How this $80 Ross muni transformed into a Philadelphia gem
Jeffersonville Golf Club
I’ll always remember my first visit to Jeffersonville Golf Club. After all, who can forget stepping onto a small stone bridge over a creek and, as soon as your foot hits the surface, seeing a handful of snakes slither away underneath the ivy?
It wasn’t until a few years later, when my high school hosted our tryouts at the municipal course in West Norriton Township, Pa., about 35 minutes outside of Philadelphia, I realized what a stunning layout it was. It wasn’t long until the golf world started to notice too.
Jeffersonville Golf Club, with a peak rate of just $80 on the weekends (with or without a cart), features prominently on GOLF’s first list of America’s best golf courses you can play for $100 or less.
But its transformation from a dried-out, non-descript public course to one of the country’s best values didn’t happen overnight.
The beginning of Jeffersonville’s current era can be traced back to 2000 when the township, which had been operating the 1931 Donald Ross design for the past 28 years, brought in Ron Prichard to restore the course to its Ross glory. This included adding more than 40 original bunkers, installing a modern irrigation system and rerouting the layout to finish with the strong par-4 17th and par-5 18th.
For a few years, the course shined as one of the few gems of Philadelphia-area public golf, but it wasn’t long before the track fell victim to the 2008 financial crisis.
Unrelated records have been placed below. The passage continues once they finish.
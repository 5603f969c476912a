use crate::{
    client::ApiClient,
    endpoints::messages as ep,
    error::ApiError,
    http::Transport,
    model::{
        message::{
            InboxFilter, MessageDto, MessageList, RecipientCategory, RecipientDto,
            RecipientFilter, SentFilter,
        },
        user::Role,
    },
    storage::TokenStore,
};

pub struct MessageService<'a, T, S> {
    client: &'a ApiClient<T, S>,
}

impl<'a, T: Transport, S: TokenStore> MessageService<'a, T, S> {
    pub fn new(client: &'a ApiClient<T, S>) -> Self {
        Self { client }
    }

    pub async fn get_inbox(&self, filter: &InboxFilter) -> Result<Vec<MessageDto>, ApiError> {
        let list: Option<MessageList> = self.client.get_with(ep::INBOX, filter).await?;
        Ok(list.map(MessageList::into_vec).unwrap_or_default())
    }

    pub async fn get_sent(&self, filter: &SentFilter) -> Result<Vec<MessageDto>, ApiError> {
        let list: Option<MessageList> = self.client.get_with(ep::SENT, filter).await?;
        Ok(list.map(MessageList::into_vec).unwrap_or_default())
    }

    pub async fn get_by_id(&self, message_id: i64) -> Result<MessageDto, ApiError> {
        self.client.get(&ep::by_id(message_id)).await
    }

    pub async fn send(&self, message: &MessageDto) -> Result<MessageDto, ApiError> {
        self.client.post(ep::SEND, message).await
    }

    pub async fn mark_as_read(&self, message_id: i64) -> Result<bool, ApiError> {
        let updated: Option<bool> = self.client.put_empty(&ep::read(message_id)).await?;
        Ok(updated.unwrap_or(true))
    }

    pub async fn mark_all_as_read(&self) -> Result<bool, ApiError> {
        let updated: Option<bool> = self.client.put_empty(ep::READ_ALL).await?;
        Ok(updated.unwrap_or(true))
    }

    pub async fn delete(&self, message_id: i64, user_id: i64) -> Result<(), ApiError> {
        self.client
            .delete_for_text(&ep::delete(message_id, user_id))
            .await
            .map(|_| ())
    }

    /// Users the current user may write to, sorted by display name.
    pub async fn get_recipients(&self, filter: &RecipientFilter) -> Result<Vec<RecipientDto>, ApiError> {
        let recipients: Option<Vec<RecipientDto>> =
            self.client.get_with(ep::RECIPIENTS, filter).await?;
        let mut recipients = recipients.unwrap_or_default();
        recipients.sort_by_key(|r| r.name().to_lowercase());
        Ok(recipients)
    }

    pub async fn get_recipient_categories(
        &self,
        role: &Role,
    ) -> Result<Vec<RecipientCategory>, ApiError> {
        self.client
            .get(&ep::recipient_categories(role.as_str()))
            .await
    }
}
The township wasn’t able to put its resources into the course.
It was around that time I had my encounter with some slithery friends while playing the 8th hole (which still makes me think twice every time I walk over that bridge).
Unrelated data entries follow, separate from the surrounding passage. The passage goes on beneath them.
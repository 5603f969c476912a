use league_api::model::{
    match_sheet::{CoachMatchSheetDto, MatchSheetStatus, PlayerParticipationDto},
    player::PlayerStatus,
};

pub const DEFAULT_ID: i64 = 50;
pub const DEFAULT_STRATEGY: &str = "4-3-3 with a high press";

pub fn participation(player_id: i64, status: PlayerStatus, number: u32) -> PlayerParticipationDto {
    PlayerParticipationDto {
        player_id: Some(player_id),
        player_name: Some(format!("Player {}", player_id)),
        match_sheet_id: Some(DEFAULT_ID),
        player_status: Some(status),
        shirt_number: Some(number),
        ..Default::default()
    }
}

/// Draft sheet of the default team with a valid starting lineup.
pub fn coach_sheet() -> CoachMatchSheetDto {
    CoachMatchSheetDto {
        id: Some(DEFAULT_ID),
        match_id: Some(super::matches::DEFAULT_ID),
        match_title: Some("Round 1".to_string()),
        match_date: super::matches::kick_off(),
        team_id: Some(super::team::DEFAULT_ID),
        team_name: Some(super::team::DEFAULT_NAME.to_string()),
        status: Some(MatchSheetStatus::Draft),
        strategy: Some(DEFAULT_STRATEGY.to_string()),
        player_participations: vec![
            participation(3, PlayerStatus::Starter, 1),
            participation(4, PlayerStatus::Starter, 9),
            participation(5, PlayerStatus::Substitute, 14),
        ],
        ..Default::default()
    }
}
use std::collections::BTreeMap;
use std::collections::btree_map;

/// A generic, format-agnostic property container
///
/// Keys are canonical property names (`TITLE`, `TRACKNUMBER`, ...) and are
/// normalized to upper case on insertion. Each key maps to an ordered list
/// of values. Items that cannot be represented as key/value strings end up
/// in the [`unsupported`](PropertyMap::unsupported) side list instead.
#[derive(Default, Debug, Clone, PartialEq, Eq)]
pub struct PropertyMap {
	values: BTreeMap<String, Vec<String>>,
	unsupported: Vec<String>,
}

impl PropertyMap {
	/// Creates an empty map
	pub fn new() -> Self {
		Self::default()
	}

	/// Appends `values` to the entry under the upper-cased `key`,
	/// creating the entry if it does not exist
	pub fn insert(&mut self, key: &str, values: Vec<String>) {
		self.values
			.entry(key.to_uppercase())
			.or_default()
			.extend(values);
	}

	/// Removes an entry, returning its values if it existed
	pub fn remove(&mut self, key: &str) -> Option<Vec<String>> {
		self.values.remove(&key.to_uppercase())
	}

	/// Whether an entry exists under `key`
	pub fn contains(&self, key: &str) -> bool {
		self.values.contains_key(&key.to_uppercase())
	}

	/// Returns the values stored under `key`
	pub fn get(&self, key: &str) -> Option<&[String]> {
		self.values.get(&key.to_uppercase()).map(Vec::as_slice)
	}

	/// Iterates over all entries in key order
	pub fn iter(&self) -> btree_map::Iter<'_, String, Vec<String>> {
		self.values.iter()
	}

	/// The number of entries
	pub fn len(&self) -> usize {
		self.values.len()
	}

	/// Whether the map holds no entries and no unsupported keys
	pub fn is_empty(&self) -> bool {
		self.values.is_empty() && self.unsupported.is_empty()
	}

	/// Keys of items that could not be represented in this map
	pub fn unsupported(&self) -> &[String] {
		&self.unsupported
	}

	/// Records the key of an item that could not be represented
	pub fn add_unsupported(&mut self, key: String) {
		self.unsupported.push(key);
	}
}

impl<'a> IntoIterator for &'a PropertyMap {
	type Item = (&'a String, &'a Vec<String>);
	type IntoIter = btree_map::Iter<'a, String, Vec<String>>;

	fn into_iter(self) -> Self::IntoIter {
		self.iter()
	}
}

#[cfg(test)]
mod tests {
	use super::PropertyMap;

	use pretty_assertions::assert_eq;

	#[test]
	fn keys_are_case_insensitive() {
		let mut map = PropertyMap::new();
		map.insert("Title", vec![String::from("Foo")]);

		assert!(map.contains("TITLE"));
		assert!(map.contains("title"));
		assert_eq!(map.get("tItLe"), Some(&[String::from("Foo")][..]));
	}

	#[test]
	fn insert_appends_to_existing_values() {
		let mut map = PropertyMap::new();
		map.insert("ARTIST", vec![String::from("Foo")]);
		map.insert("artist", vec![String::from("Bar")]);

		assert_eq!(map.len(), 1);
		assert_eq!(
			map.get("ARTIST"),
			Some(&[String::from("Foo"), String::from("Bar")][..])
		);
	}

	#[test]
	fn unsupported_keys_are_tracked_separately() {
		let mut map = PropertyMap::new();
		map.add_unsupported(String::from("Cover Art (Front)"));

		assert!(!map.is_empty());
		assert_eq!(map.len(), 0);
		assert_eq!(map.unsupported(), &[String::from("Cover Art (Front)")]);
	}
}
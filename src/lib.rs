//! Read and write `APEv2` tags, the metadata format used by Monkey's Audio,
//! Musepack and WavPack files (and occasionally appended to MP3s).
//!
//! An APE tag is a sequence of key/value items between an optional header and
//! a fixed-size footer, both starting with the magic bytes `APETAGEX`. This
//! crate decodes that byte region into an [`ApeTag`], lets you mutate it
//! through typed accessors or a generic property interface, and renders it
//! back to bytes. Corrupt or truncated input never panics or errors; parsing
//! keeps whatever decoded cleanly and drops the rest.
//!
//! # Examples
//!
//! ## Building and rendering a tag
//! ```
//! use apetag::ApeTag;
//!
//! let mut tag = ApeTag::new();
//! tag.set_title("Foo title");
//! tag.set_artist("Bar artist");
//! tag.set_year(1984);
//!
//! assert_eq!(tag.title(), Some("Foo title"));
//!
//! let bytes = tag.render().unwrap();
//! assert!(bytes.starts_with(apetag::APE_PREAMBLE));
//! ```
//!
//! ## Reading a tag back
//! ```
//! use apetag::{ApeFooter, ApeTag};
//! use std::io::Cursor;
//!
//! let mut tag = ApeTag::new();
//! tag.set_album("Baz album");
//! let bytes = tag.render().unwrap();
//!
//! // The footer is the last 32 bytes of the tag region
//! let footer_location = bytes.len() as u64 - u64::from(ApeFooter::SIZE);
//! let parsed = ApeTag::read_from(&mut Cursor::new(bytes), footer_location).unwrap();
//!
//! assert_eq!(parsed.album(), Some("Baz album"));
//! ```
//!
//! ## The generic property interface
//! ```
//! use apetag::{ApeTag, PropertyMap};
//!
//! let mut properties = PropertyMap::new();
//! properties.insert("TRACKNUMBER", vec![String::from("5")]);
//!
//! let mut tag = ApeTag::new();
//! let invalid = tag.set_properties(&properties);
//!
//! assert!(invalid.is_empty());
//! // Stored under the on-disk key `TRACK`
//! assert_eq!(tag.track(), 5);
//! ```

#![deny(clippy::pedantic, clippy::all, missing_docs)]
#![allow(
	clippy::too_many_lines,
	clippy::cast_possible_truncation,
	clippy::module_name_repetitions,
	clippy::must_use_candidate,
	clippy::doc_markdown,
	clippy::match_wildcard_for_single_variants,
	clippy::semicolon_if_nothing_returned
)]

mod constants;
pub use crate::constants::APE_PREAMBLE;

mod error;
pub use crate::error::{ApeError, Result};

mod footer;
pub use crate::footer::ApeFooter;

mod properties;
pub use crate::properties::PropertyMap;

mod tag;
pub use crate::tag::{ApeItem, ApeTag, ItemValue};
When I returned as a high schooler, I started to appreciate the shots presented by the course. Take the 8th hole for an example, a 195-yard par-3 that plays to a slopey small green placed just above a stream and surrounded by trees. Or the 18th, which requires you to cut corners over trees and bunkers twice in order to reach the green in two, and even then, you must leave your ball on the left side of the hole due to the severe right-to-left pitch of the putting surface.
By that time, the money wasn’t there to maintain the course the way longtime superintendent Rich Schilling wanted. The greens were slow, the rough was spotty and some of the bunkers, even the ones added back during the restoration, had faded back into the earth.
That was 2012, which was also the same time the township hired a new manager, Jason Bobst, who wanted to reinvest in the golf course.
“When he came on board, he really allowed [director of golf] Mike [Housley] and myself to do what we thought we needed to do to bring the golf course to where it is today,” Schilling said. “And we slowly chipped away at little pieces of the property that were in decline and built on what we had.”
It started in 2013 with a bunker restoration on the 3rd hole. Schilling brought in Tyler Rae, a previous protege of Prichard, to help with the shaping. He also assisted on similar projects on Nos. 5 and 17. Other small enhancements have been made over the past decade.
“A lot of tree removal, hundreds of trees. Bunker complexes. New fairway cut lines, simplifying the lines, bringing it back to the original,” Schilling said. “Everything’s straight lines rather than these contours around things which, you know, wouldn’t have been done back in the ’30s.”
Added Housley: “Just little subtle things that really make a difference.”
They have. Each time I played Jeffersonville in the past five years, the experience kept improving, and people took notice. Just about every tee time is sold out seven days in advance. The course did 50,000 rounds in 2023 and is on pace to do so again this year.
Also this year, the club opened a brand new $12 million clubhouse, complete with new restaurants, banquet spaces, a fully-stocked pro shop and six Trackman golf simulators in the basement known as “The Stables” a nod to the site’s history as a horse racing track, which is a theme throughout the facility.
“I get more emails, phone calls and text messages every day,” Housley said. “The popularity, I would say, is 10-times more.”
Housley said the timeline for the new building was moved up when the old clubhouse was condemned in 2020. The club’s original plan was to build a par-3 course on land left of the 17th hole where there used to be a driving range, but that idea is on hold due to parking constraints.
The new clubhouse also added 75 jobs to the community. The construction was funded with nearly $5 million in grant money, the balance taken out as a loan. There was fear, due to the costs, a weekend tee time would creep north of $100, but with a maintenance budget that’s still below $1 million a year, Housely and Schilling expect the course to remain an outstanding value thanks to the new revenue sources from the clubhouse and full tee sheet.
“I do always feel like there’s an unwritten rule, being a municipally owned public golf course, to try to stay as affordable as possible,” Housely said.
It’s also important to note that the Philadelphia area lacks high-end public golf. Jeffersonville is the best public access course in the state east of Hershey. None of GOLF’s top 20 courses in the state are public. There is hope given the ongoing restoration at Cobbs Creek in the city, but for now, Jeffersonville toes the line for Pennsylvania munis.
“If we can pack this building for people like we pack the golf course, then we’ll all be good and I’ll be happy,” Schilling said.